Elle fait ses débuts au cinéma dans Tootsie de Sydney Pollack en 1982, aux côtés de Dustin Hoffman. Le rôle est encore secondaire mais lui donne immédiatement une visibilité importante dans l’une des comédies américaines les plus remarquées de la décennie. Elle travaille ensuite à la télévision et participe notamment à Buffalo Bill et Sara. Ces expériences lui permettent de développer un sens du rythme comique qui deviendra essentiel dans plusieurs de ses films les plus populaires.
Au milieu des années 1980, Geena Davis obtient des rôles de plus en plus importants. Elle joue dans Fletch puis surtout dans La Mouche de David Cronenberg en 1986, face à Jeff Goldblum. Le film mêle romance, science-fiction et horreur corporelle et devient rapidement une référence du genre. Davis y apporte une dimension émotionnelle essentielle, car son personnage accompagne la transformation physique et psychologique du scientifique joué par Goldblum tout en étant confronté à une situation de plus en plus terrifiante.
En 1988, elle connaît une année décisive avec Beetlejuice de Tim Burton et Voyageur malgré lui de Lawrence Kasdan. Dans Beetlejuice, elle incarne Barbara Maitland, jeune femme morte avec son mari et obligée de partager sa maison avec de nouveaux occupants.
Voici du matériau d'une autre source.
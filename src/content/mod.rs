// SPDX-FileCopyrightText: 2026 Bruno Meilick
// SPDX-License-Identifier: LicenseRef-Ata-FreeUse-NoCopy-NoDerivatives
//
// All rights reserved.
//
// This file is part of Ata and is proprietary software.
// Unauthorized copying, modification, or distribution is prohibited.

//! Rich-text markup handling.
//!
//! Block content arrives as the HTML subset produced by the browser editor. It is parsed into a
//! small tree so presentation transforms (currently the indentation pass) work on structure
//! instead of rewriting strings. The same parser reads the rendered document back for page
//! layout during export.

mod parse;
mod transform;


pub use parse::parse;
pub use transform::{apply_indentation, INDENT_EM_PER_LEVEL, MAX_INDENT_LEVEL};

const VOID_ELEMENTS: &[&str] = &[
    "area", "base", "br", "col", "hr", "img", "input", "link", "meta", "source", "wbr",
];

const RAW_TEXT_ELEMENTS: &[&str] = &["script", "style", "title"];

#[derive(Debug, Clone, PartialEq, Eq, thiserror::Error)]
pub enum ContentError {
    #[error("unterminated tag starting at byte {offset}")]
    UnterminatedTag { offset: usize },
    #[error("closing tag </{name}> at byte {offset} has no matching open element")]
    UnexpectedClosingTag { name: String, offset: usize },
}

#[derive(Debug, Clone, PartialEq, Eq)]
pub struct Attribute {
    pub name: String,
    pub value: Option<String>,
}

#[derive(Debug, Clone, PartialEq, Eq)]
pub struct Element {
    pub name: String,
    pub attrs: Vec<Attribute>,
    pub children: Vec<Node>,
}

impl Element {
    pub fn new(name: impl Into<String>) -> Self {
        Self {
            name: name.into(),
            attrs: Vec::new(),
            children: Vec::new(),
        }
    }

    pub fn attr(&self, name: &str) -> Option<&str> {
        self.attrs
            .iter()
            .find(|attr| attr.name == name)
            .and_then(|attr| attr.value.as_deref())
    }

    pub fn set_attr(&mut self, name: &str, value: impl Into<String>) {
        let value = Some(value.into());
        match self.attrs.iter_mut().find(|attr| attr.name == name) {
            Some(attr) => attr.value = value,
            None => self.attrs.push(Attribute {
                name: name.to_owned(),
                value,
            }),
        }
    }

    pub fn remove_attr(&mut self, name: &str) {
        self.attrs.retain(|attr| attr.name != name);
    }

    pub fn is_void(&self) -> bool {
        is_void_element(&self.name)
    }

    pub fn is_raw_text(&self) -> bool {
        is_raw_text_element(&self.name)
    }

    /// Left margin from an inline `margin-left: <n>em` declaration.
    pub fn margin_left_em(&self) -> Option<f32> {
        let style = self.attr("style")?;
        style.split(';').find_map(|decl| {
            let (prop, value) = decl.split_once(':')?;
            if !prop.trim().eq_ignore_ascii_case("margin-left") {
                return None;
            }
            value.trim().strip_suffix("em")?.trim().parse::<f32>().ok()
        })
    }
}

#[derive(Debug, Clone, PartialEq, Eq)]
pub enum Node {
    Element(Element),
    Text(String),
}

/// A parsed fragment or document.
#[derive(Debug, Clone, PartialEq, Eq, Default)]
pub struct ContentTree {
    nodes: Vec<Node>,
}

impl ContentTree {
    pub fn new(nodes: Vec<Node>) -> Self {
        Self { nodes }
    }

    pub fn nodes(&self) -> &[Node] {
        &self.nodes
    }

    pub fn nodes_mut(&mut self) -> &mut Vec<Node> {
        &mut self.nodes
    }

    pub fn to_markup(&self) -> String {
        let mut out = String::new();
        for node in &self.nodes {
            write_node(&mut out, node);
        }
        out
    }

    /// Concatenated text, skipping `<script>`/`<style>` bodies.
    pub fn plain_text(&self) -> String {
        let mut out = String::new();
        collect_text(&self.nodes, &mut out);
        out
    }

    fn has_visible_content(&self) -> bool {
        fn visit(nodes: &[Node]) -> bool {
            nodes.iter().any(|node| match node {
                Node::Text(text) => !text.chars().all(char::is_whitespace),
                Node::Element(el) if el.name == "img" => true,
                Node::Element(el) if el.name == "script" || el.name == "style" => false,
                Node::Element(el) => visit(&el.children),
            })
        }
        visit(&self.nodes)
    }
}

/// True when the markup shows nothing: no non-whitespace text and no images.
pub fn is_blank(markup: &str) -> bool {
    match parse(markup) {
        Ok(tree) => !tree.has_visible_content(),
        Err(_) => markup.trim().is_empty(),
    }
}

pub(crate) fn is_void_element(name: &str) -> bool {
    VOID_ELEMENTS.contains(&name)
}

pub(crate) fn is_raw_text_element(name: &str) -> bool {
    RAW_TEXT_ELEMENTS.contains(&name)
}

fn collect_text(nodes: &[Node], out: &mut String) {
    for node in nodes {
        match node {
            Node::Text(text) => out.push_str(text),
            Node::Element(el) if el.name == "script" || el.name == "style" => {}
            Node::Element(el) => collect_text(&el.children, out),
        }
    }
}

fn write_node(out: &mut String, node: &Node) {
    match node {
        Node::Text(text) => escape_text_into(out, text),
        Node::Element(el) => {
            out.push('<');
            out.push_str(&el.name);
            for attr in &el.attrs {
                out.push(' ');
                out.push_str(&attr.name);
                if let Some(value) = &attr.value {
                    out.push_str("=\"");
                    escape_attr_into(out, value);
                    out.push('"');
                }
            }
            out.push('>');

            if el.is_void() {
                return;
            }

            if el.is_raw_text() {
                for child in &el.children {
                    if let Node::Text(text) = child {
                        out.push_str(text);
                    }
                }
            } else {
                for child in &el.children {
                    write_node(out, child);
                }
            }

            out.push_str("</");
            out.push_str(&el.name);
            out.push('>');
        }
    }
}

pub(crate) fn escape_text_into(out: &mut String, text: &str) {
    for ch in text.chars() {
        match ch {
            '&' => out.push_str("&amp;"),
            '<' => out.push_str("&lt;"),
            '>' => out.push_str("&gt;"),
            '\u{a0}' => out.push_str("&nbsp;"),
            _ => out.push(ch),
        }
    }
}

fn escape_attr_into(out: &mut String, value: &str) {
    for ch in value.chars() {
        match ch {
            '&' => out.push_str("&amp;"),
            '"' => out.push_str("&quot;"),
            '<' => out.push_str("&lt;"),
            _ => out.push(ch),
        }
    }
}

/// Escapes plain text for inclusion in markup.
pub fn escape_text(text: &str) -> String {
    let mut out = String::with_capacity(text.len());
    escape_text_into(&mut out, text);
    out
}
Le film devient un immense succès populaire et l’un des classiques de Tim Burton. La même année, son rôle dans Voyageur malgré lui lui vaut l’Oscar de la meilleure actrice dans un second rôle, consacrant une progression extrêmement rapide.
Geena Davis devient ensuite l’une des actrices emblématiques du début des années 1990. En 1991, elle partage l’affiche de Thelma & Louise avec Susan Sarandon sous la direction de Ridley Scott. Son personnage de Thelma Dickinson passe progressivement de l’insatisfaction domestique à une forme de libération radicale au fil d’une fuite qui devient mythique. Le film s’impose comme une référence culturelle majeure et vaut à Davis une nomination à l’Oscar de la meilleure actrice.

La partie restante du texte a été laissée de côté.